- Opening Delimiter -

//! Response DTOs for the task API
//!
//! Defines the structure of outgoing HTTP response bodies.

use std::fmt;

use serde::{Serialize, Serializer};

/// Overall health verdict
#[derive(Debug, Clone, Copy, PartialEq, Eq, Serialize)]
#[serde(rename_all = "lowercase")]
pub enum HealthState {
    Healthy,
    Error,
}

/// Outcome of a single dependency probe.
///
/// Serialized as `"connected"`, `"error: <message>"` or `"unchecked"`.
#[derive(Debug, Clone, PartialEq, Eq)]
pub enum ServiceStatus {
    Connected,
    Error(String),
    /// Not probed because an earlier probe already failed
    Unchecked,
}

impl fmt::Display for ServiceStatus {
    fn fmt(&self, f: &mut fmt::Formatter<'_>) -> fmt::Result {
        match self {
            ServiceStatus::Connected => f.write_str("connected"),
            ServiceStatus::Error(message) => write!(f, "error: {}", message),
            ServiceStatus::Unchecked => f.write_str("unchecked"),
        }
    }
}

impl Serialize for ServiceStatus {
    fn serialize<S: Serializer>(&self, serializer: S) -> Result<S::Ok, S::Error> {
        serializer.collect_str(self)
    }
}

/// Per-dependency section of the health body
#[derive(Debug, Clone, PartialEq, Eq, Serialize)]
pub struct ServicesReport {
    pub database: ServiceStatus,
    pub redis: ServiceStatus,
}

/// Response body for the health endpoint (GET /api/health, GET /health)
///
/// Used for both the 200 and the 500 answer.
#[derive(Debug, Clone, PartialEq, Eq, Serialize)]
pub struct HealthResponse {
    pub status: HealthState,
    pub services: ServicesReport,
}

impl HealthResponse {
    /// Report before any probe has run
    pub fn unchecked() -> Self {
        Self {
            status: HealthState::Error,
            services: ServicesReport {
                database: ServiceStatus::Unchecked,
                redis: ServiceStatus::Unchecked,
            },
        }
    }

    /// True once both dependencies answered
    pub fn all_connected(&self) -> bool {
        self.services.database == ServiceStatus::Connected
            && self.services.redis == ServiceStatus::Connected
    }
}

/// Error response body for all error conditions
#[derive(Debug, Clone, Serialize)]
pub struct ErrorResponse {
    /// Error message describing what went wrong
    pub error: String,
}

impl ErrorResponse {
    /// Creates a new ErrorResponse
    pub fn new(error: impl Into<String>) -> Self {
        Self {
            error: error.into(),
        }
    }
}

- Closing Delimiter -

→ ASSIGNMENT
From the records above, copy each line where the word "body" can be found.

→ FINISHED EXERCISE
/// Per-dependency section of the health body
/// Response body for the health endpoint (GET /api/health, GET /health)
/// Error response body for all error conditions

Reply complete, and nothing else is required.